__Your task__.
For the entries below, state how many lines include the string "enum", and write nothing besides that number.

»»

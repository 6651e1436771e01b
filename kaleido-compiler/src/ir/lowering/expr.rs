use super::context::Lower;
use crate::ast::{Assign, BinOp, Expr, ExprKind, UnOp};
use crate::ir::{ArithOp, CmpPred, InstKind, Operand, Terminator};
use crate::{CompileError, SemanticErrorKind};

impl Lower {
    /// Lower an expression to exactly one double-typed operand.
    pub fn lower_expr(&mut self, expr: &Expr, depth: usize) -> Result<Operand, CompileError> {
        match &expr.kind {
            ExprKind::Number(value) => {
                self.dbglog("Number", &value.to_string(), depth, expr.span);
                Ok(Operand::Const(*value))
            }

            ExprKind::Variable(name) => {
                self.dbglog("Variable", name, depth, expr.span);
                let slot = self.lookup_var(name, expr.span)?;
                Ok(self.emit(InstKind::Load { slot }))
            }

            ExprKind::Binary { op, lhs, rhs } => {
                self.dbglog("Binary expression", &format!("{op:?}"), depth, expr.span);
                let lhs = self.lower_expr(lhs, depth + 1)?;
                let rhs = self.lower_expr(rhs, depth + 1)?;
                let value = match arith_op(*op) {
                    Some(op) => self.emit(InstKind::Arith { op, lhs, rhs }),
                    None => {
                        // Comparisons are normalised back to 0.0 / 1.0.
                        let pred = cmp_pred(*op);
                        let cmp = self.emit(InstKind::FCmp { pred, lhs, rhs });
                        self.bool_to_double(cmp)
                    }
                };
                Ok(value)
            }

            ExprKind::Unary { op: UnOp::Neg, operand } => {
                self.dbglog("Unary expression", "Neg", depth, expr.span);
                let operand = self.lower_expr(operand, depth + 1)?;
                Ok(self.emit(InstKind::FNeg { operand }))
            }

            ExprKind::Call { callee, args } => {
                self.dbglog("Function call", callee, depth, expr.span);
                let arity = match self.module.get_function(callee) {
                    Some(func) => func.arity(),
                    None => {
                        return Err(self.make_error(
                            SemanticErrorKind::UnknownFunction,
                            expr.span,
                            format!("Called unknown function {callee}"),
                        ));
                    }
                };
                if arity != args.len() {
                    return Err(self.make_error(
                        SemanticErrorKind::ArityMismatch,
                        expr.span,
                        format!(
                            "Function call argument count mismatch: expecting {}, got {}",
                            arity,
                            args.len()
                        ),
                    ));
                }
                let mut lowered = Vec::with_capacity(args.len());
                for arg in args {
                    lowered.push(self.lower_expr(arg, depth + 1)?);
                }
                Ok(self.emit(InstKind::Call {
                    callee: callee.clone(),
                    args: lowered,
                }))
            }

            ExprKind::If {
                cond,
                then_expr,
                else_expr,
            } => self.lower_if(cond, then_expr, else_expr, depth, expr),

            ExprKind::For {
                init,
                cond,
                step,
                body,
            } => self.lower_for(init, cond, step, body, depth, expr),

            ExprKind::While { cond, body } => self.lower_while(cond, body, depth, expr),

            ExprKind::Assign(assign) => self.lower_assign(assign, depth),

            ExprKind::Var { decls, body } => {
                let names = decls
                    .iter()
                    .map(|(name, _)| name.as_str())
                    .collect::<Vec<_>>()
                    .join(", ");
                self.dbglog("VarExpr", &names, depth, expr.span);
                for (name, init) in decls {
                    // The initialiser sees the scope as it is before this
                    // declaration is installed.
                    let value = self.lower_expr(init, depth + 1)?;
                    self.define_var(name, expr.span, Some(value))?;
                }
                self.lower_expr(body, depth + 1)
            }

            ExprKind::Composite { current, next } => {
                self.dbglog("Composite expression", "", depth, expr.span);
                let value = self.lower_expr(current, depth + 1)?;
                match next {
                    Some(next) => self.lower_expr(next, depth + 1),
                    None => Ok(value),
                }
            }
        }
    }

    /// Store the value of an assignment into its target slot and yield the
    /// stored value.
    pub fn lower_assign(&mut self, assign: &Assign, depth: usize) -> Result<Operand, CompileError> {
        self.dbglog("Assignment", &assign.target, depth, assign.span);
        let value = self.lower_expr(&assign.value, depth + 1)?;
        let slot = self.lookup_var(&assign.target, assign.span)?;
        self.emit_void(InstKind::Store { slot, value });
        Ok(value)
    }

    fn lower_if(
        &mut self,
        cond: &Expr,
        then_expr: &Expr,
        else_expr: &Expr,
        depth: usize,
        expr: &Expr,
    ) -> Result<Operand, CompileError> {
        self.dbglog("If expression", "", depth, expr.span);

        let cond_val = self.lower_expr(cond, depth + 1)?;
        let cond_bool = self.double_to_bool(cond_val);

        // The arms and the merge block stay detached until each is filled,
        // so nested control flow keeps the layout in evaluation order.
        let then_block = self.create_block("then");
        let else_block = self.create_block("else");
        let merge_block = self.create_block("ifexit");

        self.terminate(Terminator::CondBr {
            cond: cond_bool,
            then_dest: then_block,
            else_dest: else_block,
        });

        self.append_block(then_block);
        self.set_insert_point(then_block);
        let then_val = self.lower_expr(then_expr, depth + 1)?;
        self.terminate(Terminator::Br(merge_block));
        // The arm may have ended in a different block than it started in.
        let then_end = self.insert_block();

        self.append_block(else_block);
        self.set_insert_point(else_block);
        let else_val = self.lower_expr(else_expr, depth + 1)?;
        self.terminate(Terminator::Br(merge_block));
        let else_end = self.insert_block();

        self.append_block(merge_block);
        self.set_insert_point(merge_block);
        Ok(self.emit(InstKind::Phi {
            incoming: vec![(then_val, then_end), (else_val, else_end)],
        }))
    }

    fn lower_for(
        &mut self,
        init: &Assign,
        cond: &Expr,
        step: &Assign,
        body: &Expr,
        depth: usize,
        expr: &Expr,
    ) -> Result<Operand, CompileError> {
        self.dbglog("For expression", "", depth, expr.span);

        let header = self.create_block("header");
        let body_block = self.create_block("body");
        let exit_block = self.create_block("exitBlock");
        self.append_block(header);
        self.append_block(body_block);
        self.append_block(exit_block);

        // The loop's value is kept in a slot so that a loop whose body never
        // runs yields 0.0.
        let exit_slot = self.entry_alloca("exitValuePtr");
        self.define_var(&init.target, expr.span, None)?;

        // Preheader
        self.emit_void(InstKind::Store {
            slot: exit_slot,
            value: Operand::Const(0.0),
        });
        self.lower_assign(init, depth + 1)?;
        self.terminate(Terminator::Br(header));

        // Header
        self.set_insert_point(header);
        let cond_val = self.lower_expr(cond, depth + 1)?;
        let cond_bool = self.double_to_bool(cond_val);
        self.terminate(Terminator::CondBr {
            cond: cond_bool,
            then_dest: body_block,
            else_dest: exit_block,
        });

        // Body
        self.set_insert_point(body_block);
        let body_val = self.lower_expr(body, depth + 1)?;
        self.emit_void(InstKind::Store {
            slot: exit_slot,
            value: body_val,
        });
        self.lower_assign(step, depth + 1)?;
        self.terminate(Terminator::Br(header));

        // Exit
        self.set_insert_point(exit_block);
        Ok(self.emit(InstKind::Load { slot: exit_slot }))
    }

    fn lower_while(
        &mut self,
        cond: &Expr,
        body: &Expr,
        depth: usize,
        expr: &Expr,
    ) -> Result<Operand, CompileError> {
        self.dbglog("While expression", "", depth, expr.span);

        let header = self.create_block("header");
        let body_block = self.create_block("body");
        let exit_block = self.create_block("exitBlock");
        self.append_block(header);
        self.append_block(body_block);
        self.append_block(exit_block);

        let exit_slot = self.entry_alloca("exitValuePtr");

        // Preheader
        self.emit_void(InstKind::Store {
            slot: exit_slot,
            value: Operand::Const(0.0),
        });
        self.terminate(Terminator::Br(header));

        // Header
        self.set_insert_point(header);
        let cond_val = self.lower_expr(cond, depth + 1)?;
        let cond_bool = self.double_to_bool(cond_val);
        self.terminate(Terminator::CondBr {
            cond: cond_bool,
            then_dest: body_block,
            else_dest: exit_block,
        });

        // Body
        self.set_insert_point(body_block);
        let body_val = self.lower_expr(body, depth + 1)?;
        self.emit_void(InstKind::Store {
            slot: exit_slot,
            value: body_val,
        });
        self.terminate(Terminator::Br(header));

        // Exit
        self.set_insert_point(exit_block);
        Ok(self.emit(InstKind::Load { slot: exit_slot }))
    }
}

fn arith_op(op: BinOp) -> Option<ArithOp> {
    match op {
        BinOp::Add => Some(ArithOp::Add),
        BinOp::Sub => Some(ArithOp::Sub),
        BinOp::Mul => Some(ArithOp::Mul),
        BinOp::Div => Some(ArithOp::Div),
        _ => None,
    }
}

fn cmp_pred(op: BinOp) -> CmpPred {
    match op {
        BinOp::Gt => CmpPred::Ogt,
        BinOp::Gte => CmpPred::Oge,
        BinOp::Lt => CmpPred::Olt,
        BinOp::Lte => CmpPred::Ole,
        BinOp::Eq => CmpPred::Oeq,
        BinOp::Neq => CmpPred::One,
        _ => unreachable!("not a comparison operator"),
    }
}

««
»»

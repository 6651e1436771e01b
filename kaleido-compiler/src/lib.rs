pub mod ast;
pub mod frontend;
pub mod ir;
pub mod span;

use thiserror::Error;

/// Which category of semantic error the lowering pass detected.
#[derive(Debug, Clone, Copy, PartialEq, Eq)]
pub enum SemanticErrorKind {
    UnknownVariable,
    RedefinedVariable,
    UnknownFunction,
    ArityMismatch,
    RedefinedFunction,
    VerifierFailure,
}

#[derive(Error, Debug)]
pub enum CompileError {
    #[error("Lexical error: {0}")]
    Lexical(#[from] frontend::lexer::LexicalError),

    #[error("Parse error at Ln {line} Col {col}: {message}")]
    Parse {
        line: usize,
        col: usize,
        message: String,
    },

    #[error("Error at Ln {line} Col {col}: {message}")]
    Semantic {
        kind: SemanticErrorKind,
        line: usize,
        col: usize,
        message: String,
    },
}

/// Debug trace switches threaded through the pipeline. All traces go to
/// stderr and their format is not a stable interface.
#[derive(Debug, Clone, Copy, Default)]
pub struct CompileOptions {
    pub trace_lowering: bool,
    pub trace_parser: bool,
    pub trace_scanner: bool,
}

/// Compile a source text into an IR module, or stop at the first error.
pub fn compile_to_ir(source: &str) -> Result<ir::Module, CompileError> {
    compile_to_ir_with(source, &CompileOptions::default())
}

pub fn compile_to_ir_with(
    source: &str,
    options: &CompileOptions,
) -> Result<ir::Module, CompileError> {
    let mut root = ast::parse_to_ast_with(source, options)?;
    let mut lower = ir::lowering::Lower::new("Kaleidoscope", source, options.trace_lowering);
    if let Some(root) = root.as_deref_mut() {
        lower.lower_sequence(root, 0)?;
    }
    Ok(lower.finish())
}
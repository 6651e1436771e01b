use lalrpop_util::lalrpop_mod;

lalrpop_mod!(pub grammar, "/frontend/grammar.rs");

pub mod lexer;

««

__Response to this task__.
2